The extended IP Access list is a string of statements that are created in universal mode.  Each declaration is a test that each small package is subjected to.  Each declaration carries the fundamental words permit or deny. When ever an Access list tests a packet there are three possibilities to happen.

The three possibilities are as follows:

1.    If the packet matches the correct arguments of the statement. If the word permit is also present in the. Then the packet is allowed to travel.
2.    If the packet matches the correct arguments of the statement. If the word deny is also present in the. Then the packet is not allowed to travel.
3.    If the packet does not match the arguments in the statement then it is passed to another statement for check.

Access-list 100 permits ip any

All the access lists begin with word access-list along with a collection of information of the access list. Extended list have figures ranging from 100 to 199. After this the protocol’s come, the access list statement deals with. Next is the foundation address and wildcard mask and end address and wildcard mask.

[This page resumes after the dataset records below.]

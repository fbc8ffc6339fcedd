//! # vigil_core - Vigil Core
//!
//! Primitives shared by every Vigil crate (serde support behind the `serde` feature):
//! - **Handles**: typed indices into append-only arenas, used instead of
//!   references between simulation objects
//! - **Timers**: frame-stepped cooldown/duration tracking

pub mod handle;
pub mod timer;

pub use handle::*;
pub use timer::*;

/// Re-export commonly used types
pub mod prelude {
    pub use crate::handle::{Arena, Handle};
    pub use crate::timer::Timer;
}
//! The player

use crate::bullet::{Bullet, BulletKind};
use crate::config::{BulletConfig, PlayerConfig};
use crate::entity::Entity;
use crate::world::World;
use serde::{Deserialize, Serialize};
use vigil_ai::SteeringBehavior;
use vigil_math::Vec2;
use vigil_physics::{resolve_circles, PhysicsConfig};

/// Host input for one frame
#[derive(Debug, Clone, Copy, Default, PartialEq, Serialize, Deserialize)]
pub struct FrameInput {
    /// Cursor position in world coordinates
    pub cursor: Vec2,
    /// Fire button went down this frame (press edge, not held)
    pub fire: bool,
}

impl FrameInput {
    /// Cursor only, no button press
    pub fn aim(cursor: Vec2) -> Self {
        Self {
            cursor,
            fire: false,
        }
    }

    /// Cursor plus a fire press
    pub fn fire_at(cursor: Vec2) -> Self {
        Self { cursor, fire: true }
    }
}

/// Cursor-following, bullet-firing player
#[derive(Debug, Clone)]
pub struct Player {
    pub entity: Entity,
    steering: SteeringBehavior,
    bullet_speed: f32,
    muzzle_offset: f32,
}

impl Player {
    pub fn new(config: &PlayerConfig, physics: &PhysicsConfig) -> Self {
        Self {
            entity: Entity::new(config.stats())
                .at(config.spawn)
                .with_angular_speed(physics.angular_speed),
            steering: config.steering,
            bullet_speed: config.bullet_speed,
            muzzle_offset: config.muzzle_offset,
        }
    }

    /// Place the player at `position`
    pub fn at(mut self, position: Vec2) -> Self {
        self.entity.body.position = position;
        self
    }

    /// Advance one tick
    ///
    /// Fires first (on the press edge), then steers toward the cursor,
    /// integrates and pushes out of obstacles.
    pub fn update(
        &mut self,
        dt: f32,
        input: &FrameInput,
        world: &mut World,
        bullet: &BulletConfig,
        physics: &PhysicsConfig,
    ) {
        if input.fire {
            world.spawn_bullet(self.fire(input.cursor, bullet));
        }

        let speed = self.entity.speed();
        let radius = self.entity.radius();
        let body = &mut self.entity.body;
        body.acceleration = self
            .steering
            .calculate(input.cursor, body.position, body.velocity, speed);
        body.integrate(dt);
        physics.limit_speed(body);
        resolve_circles(&mut body.position, radius, &world.obstacles);
    }

    /// Bullet leaving the muzzle toward `target`
    ///
    /// Spawned ahead of the player along its facing, clear of its collider.
    pub fn fire(&self, target: Vec2, config: &BulletConfig) -> Bullet {
        let body = &self.entity.body;
        let offset = self.entity.radius() + config.radius + self.muzzle_offset;
        let position = body.position + body.direction * offset;
        let velocity = (target - position).normalize() * self.bullet_speed;
        Bullet::fire(BulletKind::Player, config, position, velocity)
    }
}
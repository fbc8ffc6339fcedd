//! Shared entity state

use crate::config::EntityStats;
use serde::{Deserialize, Serialize};
use vigil_math::Vec2;
use vigil_physics::{Circle, HasBody, Rigidbody};

/// Smallest collider radius an entity can have
pub const MIN_RADIUS: f32 = 0.01;

/// A rigid body with health
///
/// Player, enemies and bullets all embed one. Health always stays within
/// `0..=max_health` and the radius is never below [`MIN_RADIUS`].
#[derive(Debug, Clone, PartialEq, Serialize, Deserialize)]
pub struct Entity {
    pub body: Rigidbody,
    health: f32,
    max_health: f32,
    speed: f32,
    radius: f32,
}

impl Entity {
    /// Create at full health, at rest at the origin
    pub fn new(stats: EntityStats) -> Self {
        let max_health = stats.max_health.max(0.0);
        Self {
            body: Rigidbody::default(),
            health: max_health,
            max_health,
            speed: stats.speed,
            radius: stats.radius.max(MIN_RADIUS),
        }
    }

    /// Place at `position`
    pub fn at(mut self, position: Vec2) -> Self {
        self.body.position = position;
        self
    }

    /// Set the turn rate (radians per second)
    pub fn with_angular_speed(mut self, angular_speed: f32) -> Self {
        self.body.angular_speed = angular_speed;
        self
    }

    /// Collision shape at the current position
    pub fn collider(&self) -> Circle {
        Circle::new(self.body.position, self.radius)
    }

    pub fn radius(&self) -> f32 {
        self.radius
    }

    /// Maximum steering speed
    pub fn speed(&self) -> f32 {
        self.speed
    }

    pub fn health(&self) -> f32 {
        self.health
    }

    pub fn max_health(&self) -> f32 {
        self.max_health
    }

    /// Health as a fraction of maximum (0 for a zero-health template)
    pub fn health_percent(&self) -> f32 {
        if self.max_health > 0.0 {
            self.health / self.max_health
        } else {
            0.0
        }
    }

    pub fn is_alive(&self) -> bool {
        self.health > 0.0
    }

    /// Remove up to `amount` health; returns the health actually lost
    pub fn apply_damage(&mut self, amount: f32) -> f32 {
        let before = self.health;
        self.health = (self.health - amount.max(0.0)).max(0.0);
        before - self.health
    }

    /// Restore up to `amount` health; returns the health actually gained
    pub fn heal(&mut self, amount: f32) -> f32 {
        let before = self.health;
        self.health = (self.health + amount.max(0.0)).min(self.max_health);
        self.health - before
    }

    /// Set health directly, clamped to `0..=max_health`
    pub fn set_health(&mut self, health: f32) {
        self.health = health.clamp(0.0, self.max_health);
    }
}

impl HasBody for Entity {
    fn body(&self) -> &Rigidbody {
        &self.body
    }

    fn body_mut(&mut self) -> &mut Rigidbody {
        &mut self.body
    }
}
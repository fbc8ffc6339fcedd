//! Point-mass rigid bodies

use serde::{Deserialize, Serialize};
use vigil_math::Vec2;

/// Kinematic state of a moving circle
///
/// Owned by exactly one entity and integrated once per tick.
#[derive(Debug, Clone, Copy, PartialEq, Serialize, Deserialize)]
pub struct Rigidbody {
    pub position: Vec2,
    pub velocity: Vec2,
    pub acceleration: Vec2,
    /// Facing (unit length); lags the velocity by the turn rate
    pub direction: Vec2,
    /// Maximum turn rate in radians per second
    pub angular_speed: f32,
}

impl Default for Rigidbody {
    fn default() -> Self {
        Self {
            position: Vec2::ZERO,
            velocity: Vec2::ZERO,
            acceleration: Vec2::ZERO,
            direction: Vec2::X,
            angular_speed: 0.0,
        }
    }
}

impl Rigidbody {
    /// Body at rest at `position`, facing +X
    pub fn at(position: Vec2) -> Self {
        Self {
            position,
            ..Default::default()
        }
    }

    /// Set the turn rate
    pub fn with_angular_speed(mut self, angular_speed: f32) -> Self {
        self.angular_speed = angular_speed;
        self
    }

    /// Advance one step
    ///
    /// `v += a*dt`, `p += v*dt + a*dt²/2`, then the facing turns toward the
    /// new velocity by at most `angular_speed * dt`.
    pub fn integrate(&mut self, dt: f32) {
        self.velocity += self.acceleration * dt;
        self.position += self.velocity * dt + self.acceleration * (dt * dt * 0.5);
        self.direction = self
            .direction
            .rotate_towards(self.velocity.normalize(), self.angular_speed * dt);
    }

    /// Rescale velocity down to `max_speed` if it exceeds it
    pub fn clamp_speed(&mut self, max_speed: f32) {
        self.velocity = self.velocity.clamp_length(max_speed);
    }

    /// Multiply speed by `factor`, keeping the heading
    pub fn damp(&mut self, factor: f32) {
        self.velocity *= factor;
    }

    pub fn speed(&self) -> f32 {
        self.velocity.length()
    }
}

/// Capability of owning a [`Rigidbody`]
///
/// Lets steering and physics helpers work on any entity by composition.
pub trait HasBody {
    fn body(&self) -> &Rigidbody;
    fn body_mut(&mut self) -> &mut Rigidbody;

    fn position(&self) -> Vec2 {
        self.body().position
    }

    /// Accumulate acceleration for this tick
    fn add_acceleration(&mut self, acceleration: Vec2) {
        self.body_mut().acceleration += acceleration;
    }
}

impl HasBody for Rigidbody {
    fn body(&self) -> &Rigidbody {
        self
    }

    fn body_mut(&mut self) -> &mut Rigidbody {
        self
    }
}

#[cfg(test)]
mod tests {
    use super::*;
    use approx::assert_relative_eq;

    #[test]
    fn test_integrate_constant_acceleration() {
        let mut body = Rigidbody::at(Vec2::ZERO);
        body.acceleration = Vec2::new(2.0, 0.0);
        body.integrate(1.0);

        assert_eq!(body.velocity, Vec2::new(2.0, 0.0));
        // v*dt with updated v plus the half-acceleration term
        assert_relative_eq!(body.position.x, 3.0, epsilon = 1e-6);
    }

    #[test]
    fn test_turn_rate_bounds_direction() {
        let mut body = Rigidbody::at(Vec2::ZERO).with_angular_speed(1.0);
        body.velocity = Vec2::new(0.0, 10.0);
        body.integrate(0.1);

        assert_relative_eq!(Vec2::X.angle_to(body.direction), 0.1, epsilon = 1e-5);
        assert_relative_eq!(body.direction.length(), 1.0, epsilon = 1e-5);
    }

    #[test]
    fn test_zero_velocity_keeps_direction() {
        let mut body = Rigidbody::at(Vec2::ZERO).with_angular_speed(100.0);
        body.integrate(0.5);
        assert_eq!(body.direction, Vec2::X);
        assert!(body.position.is_finite());
    }

    #[test]
    fn test_clamp_and_damp() {
        let mut body = Rigidbody::default();
        body.velocity = Vec2::new(0.0, 20.0);
        body.clamp_speed(10.0);
        assert_relative_eq!(body.speed(), 10.0, epsilon = 1e-5);

        body.damp(0.5);
        assert_relative_eq!(body.velocity.y, 5.0, epsilon = 1e-5);
    }

    #[test]
    fn test_has_body_accumulates() {
        let mut body = Rigidbody::default();
        body.add_acceleration(Vec2::new(1.0, 0.0));
        body.add_acceleration(Vec2::new(0.0, 2.0));
        assert_eq!(body.acceleration, Vec2::new(1.0, 2.0));
    }
}
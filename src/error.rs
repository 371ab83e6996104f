//! Error types for the runtime core.
//!
//! Scheduler contention (insufficient credits, exhausted lane budget) is not
//! an error: a session that cannot be admitted this pass is simply retried on
//! the next one. The enums here cover the conditions callers can act on.

use thiserror::Error;

/// Errors raised by the scheduler and session registry.
#[derive(Debug, Error)]
pub enum SchedulerError {
    /// A session with this id already exists. Creation never overwrites.
    #[error("session already exists: {0}")]
    SessionExists(String),

    /// No session with this id is registered.
    #[error("unknown session: {0}")]
    UnknownSession(String),
}

/// Errors raised while validating events at the wire boundary.
#[derive(Debug, Error)]
pub enum EventError {
    /// The event type string is not part of the closed event set.
    #[error("unknown event type: {0}")]
    UnknownType(String),

    /// The payload did not match the schema for its event type.
    #[error("invalid payload for {event_type}: {reason}")]
    InvalidPayload { event_type: String, reason: String },
}

/// Errors that terminate a turn.
///
/// These never escape the turn executor: its boundary converts them into a
/// single `session.turn.error` publish.
#[derive(Debug, Error)]
pub enum TurnError {
    #[error("context assembly failed: {0}")]
    ContextAssembly(#[source] anyhow::Error),

    #[error("LLM call failed: {0}")]
    Llm(#[source] anyhow::Error),

    #[error("memory store failed: {0}")]
    Memory(#[source] anyhow::Error),

    #[error("tool definitions unavailable: {0}")]
    ToolDefinitions(#[source] anyhow::Error),
}

#[cfg(test)]
mod tests {
    use super::*;

    #[test]
    fn test_error_display() {
        let err = SchedulerError::SessionExists("s1".to_string());
        assert_eq!(err.to_string(), "session already exists: s1");

        let err = EventError::InvalidPayload {
            event_type: "system.tick".to_string(),
            reason: "missing field".to_string(),
        };
        assert!(err.to_string().contains("system.tick"));
    }
}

Following is the extended access list.

Access-list 100 permits ip 172.16.0.0 0.0.255.255 172.17.0.0 0.0.255.255

The above mentioned line permits the 172.16 network to arrive at the 172.17 network using IP address.  If you want to be tolerant and give permission to everybody you can type the word any for the IP address. This will allow everybody to access the networks:

Access-list 175 permit ip any 172.28.2.0 0.0.0.255

Another option is also present. That is of the host. The list begins its processing from top to bottom. So be careful about placing your statements.

To apply your access list you will have to go to the border and use the command ip access group and then you can easily specify the direction you want to give to the filtering.